Pour cela, il faudra clarifier dans les prochains jours la part de responsabilité et de coopération que les différentes formations de l’Assemblée nationale sont prêtes à prendre.
Françaises, Français, Mes chers compatriotes
Le 24 avril, vous m’avez renouvelé votre confiance en m’élisant Président de la République. Vous l’avez fait sur le fondement d’un projet clair, et en me donnant une légitimité claire. Les 12 et 19 juin dernier, vous avez voté pour vos députés et élire notre Assemblée nationale. Je veux ici féliciter les parlementaires ayant emporté vos suffrages, et j’ai aussi une pensée pour les députés sortants battus.

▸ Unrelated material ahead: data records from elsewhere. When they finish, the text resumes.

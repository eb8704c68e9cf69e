//! svk-records
//!
//! Record model for the hourly grid time series.
//!
//! This crate owns:
//! - the `(date, hour)` identity key and its ordering
//! - the [`RecordSet`] table (header + rows, other columns pass through)
//! - last-write-wins [`merge`] of an existing set with a new batch
//! - the canonical CSV codec (`csv_store`)
//! - the producer boundary (`provider`)
//!
//! It does **not** log, validate quality, or rotate backups.

pub mod csv_store;
pub mod merge;
pub mod provider;
pub mod record;
pub mod record_set;

pub use merge::merge;
pub use provider::{CsvBatchProducer, ProduceRequest, Producer, ProducerError};
pub use record::{
    parse_date, parse_hour, parse_number, DateKey, HourKey, KeyPart, Record, RecordKey,
};
pub use record_set::RecordSet;

/// Header of the calendar-date column in the canonical store.
pub const DATE_COLUMN: &str = "Date";
/// Header of the hour-of-day column in the canonical store.
pub const HOUR_COLUMN: &str = "Timme";
/// Forecast measurement column (megawatts).
pub const FORECAST_COLUMN: &str = "Prognos (MW)";
/// Consumption measurement column (megawatts).
pub const CONSUMPTION_COLUMN: &str = "Förbrukning (MW)";
use deckscan::modules::batches::BatchRepositoryImpl;
use deckscan::modules::extraction::{
    CardRepositoryImpl, ExtractionWorker, StorageClient, StorageConfig, VisionClient, VisionConfig,
};
use deckscan::modules::jobs::{BackgroundWorker, JobEventRepositoryImpl, JobRepositoryImpl, Orchestrator};
use deckscan::modules::pairing::{CardPairRepositoryImpl, PairingEngine};
use deckscan::modules::uploads::UploadRepositoryImpl;
use deckscan::shared::errors::{AppError, AppResult};
use deckscan::shared::utils::logger;
use deckscan::shared::Database;
use deckscan::{log_error, log_info};
use diesel_migrations::{embed_migrations, EmbeddedMigrations, MigrationHarness};
use std::sync::Arc;

const MIGRATIONS: EmbeddedMigrations = embed_migrations!("migrations");

#[tokio::main]
async fn main() {
    dotenvy::dotenv().ok();
    logger::init_logger();

    if let Err(e) = run().await {
        log_error!("Service startup failed: {}", e);
        std::process::exit(1);
    }
}

async fn run() -> AppResult<()> {
    let database = Database::new()?;

    {
        let mut conn = database.get_connection()?;
        conn.run_pending_migrations(MIGRATIONS)
            .map_err(|e| AppError::DatabaseError(format!("Failed to run migrations: {}", e)))?;
        log_info!("Database migrations completed");
    }

    let pool = database.pool().clone();

    // Repositories
    let upload_repo = Arc::new(UploadRepositoryImpl::new(pool.clone()));
    let pair_repo = Arc::new(CardPairRepositoryImpl::new(pool.clone()));
    let card_repo = Arc::new(CardRepositoryImpl::new(pool.clone()));
    let batch_repo = Arc::new(BatchRepositoryImpl::new(pool.clone()));
    let job_repo = Arc::new(JobRepositoryImpl::new(pool.clone()));
    let event_repo = Arc::new(JobEventRepositoryImpl::new(pool));

    // External collaborators
    let store = Arc::new(StorageClient::new(StorageConfig::from_env()?)?);
    let inference = Arc::new(VisionClient::new(VisionConfig::from_env()?)?);

    // Core services
    let pairing_engine = Arc::new(PairingEngine::new(upload_repo.clone(), pair_repo.clone()));
    let extraction_worker = Arc::new(ExtractionWorker::new(
        pair_repo,
        upload_repo,
        card_repo,
        store,
        inference,
    ));

    let orchestrator = Arc::new(Orchestrator::new(
        job_repo.clone(),
        event_repo,
        batch_repo,
        pairing_engine,
        extraction_worker,
    ));

    let worker = Arc::new(BackgroundWorker::new(orchestrator, job_repo));
    let worker_handle = tokio::spawn(worker.clone().run());
    log_info!("Deckscan worker running, press Ctrl-C to stop");

    tokio::signal::ctrl_c()
        .await
        .map_err(|e| AppError::InternalError(format!("Failed to listen for shutdown: {}", e)))?;

    worker.stop().await;
    let _ = worker_handle.await;
    log_info!("Deckscan worker shut down");

    Ok(())
}
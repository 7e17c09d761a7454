/// Repository trait for upload persistence
use super::entities::Upload;
use super::value_objects::UploadStatus;
use crate::shared::errors::AppResult;
use async_trait::async_trait;
use uuid::Uuid;

#[async_trait]
pub trait UploadRepository: Send + Sync {
    /// Persist a set of new uploads
    async fn insert_many(&self, uploads: &[Upload]) -> AppResult<Vec<Upload>>;

    /// Get upload by ID
    async fn find_by_id(&self, upload_id: Uuid) -> AppResult<Option<Upload>>;

    /// All uploads of a batch, regardless of status
    async fn find_by_batch(&self, batch_id: Uuid) -> AppResult<Vec<Upload>>;

    /// The unresolved pool: uploads of a batch still in status `uploaded`
    async fn find_uploaded_by_batch(&self, batch_id: Uuid) -> AppResult<Vec<Upload>>;

    /// Transition a single upload's status
    async fn update_status(&self, upload_id: Uuid, status: UploadStatus) -> AppResult<()>;
}
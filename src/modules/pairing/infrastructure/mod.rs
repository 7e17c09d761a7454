pub mod models;
pub mod repository;

pub use repository::CardPairRepositoryImpl;
/// Background job system module
///
/// Provides a PostgreSQL-backed job queue for the async batch operations:
/// - Pairing (matching a batch's uploads into front/back pairs)
/// - Ocr (extracting card data for every paired card)
///
/// Architecture:
/// - Domain: Entities, typed payload/outcome and repository traits
/// - Infrastructure: Diesel-based repository implementations
/// - Orchestrator: claims queued jobs atomically and drives each to a
///   terminal state
/// - Worker: poll loop that runs orchestration passes
pub mod domain;
pub mod infrastructure;
pub mod orchestrator;
pub mod worker;

// Re-exports for easy access
pub use domain::{
    entities::{Job, JobEvent, JobOutcome, JobPayload, JobRecord, JobType},
    repository::{JobEventRepository, JobRepository, JobStatistics},
    value_objects::{EventLevel, JobStatus},
};
pub use infrastructure::{JobEventRepositoryImpl, JobRepositoryImpl};
pub use orchestrator::{JobResult, Orchestrator, PassReport};
pub use worker::{BackgroundWorker, WorkerStatistics};
/// Repository trait for card persistence
use super::entities::Card;
use crate::shared::errors::AppResult;
use async_trait::async_trait;
use uuid::Uuid;

#[async_trait]
pub trait CardRepository: Send + Sync {
    /// Persist a new card
    async fn insert(&self, card: &Card) -> AppResult<Card>;

    /// All cards of a batch
    async fn find_by_batch(&self, batch_id: Uuid) -> AppResult<Vec<Card>>;

    /// Whether a card was already created for the given pair
    async fn exists_for_pair(&self, pair_id: Uuid) -> AppResult<bool>;
}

Je ne peux d’abord ignorer la forte abstention qui nous oblige tous à redonner davantage de sens à nos actions collectives, de lisibilité aux grands rendez-vous démocratiques. Voter est essentiel pour la vie de la nation, pour ses grands choix et très clairement, ce n’est plus ressenti par tous. Je ne peux pas davantage ignorer les fractures, les divisions profondes qui traversent notre pays, et se reflètent dans la composition de la nouvelle Assemblée. Elles expriment des inquiétudes, le sentiment d’avoir des vies bloquées, pas de perspectives dans nombre de nos quartiers populaires, comme dans nos villages.
Ces élections législatives ont fait de la majorité présidentielle la première force politique de l’Assemblée nationale. Toutefois, et c’est un fait nouveau, et comme dans la plupart des démocraties occidentales, qu’il s’agisse de l’Allemagne, de l’Italie, et de beaucoup d’autres, aucune force politique ne peut aujourd’hui faire les lois seule.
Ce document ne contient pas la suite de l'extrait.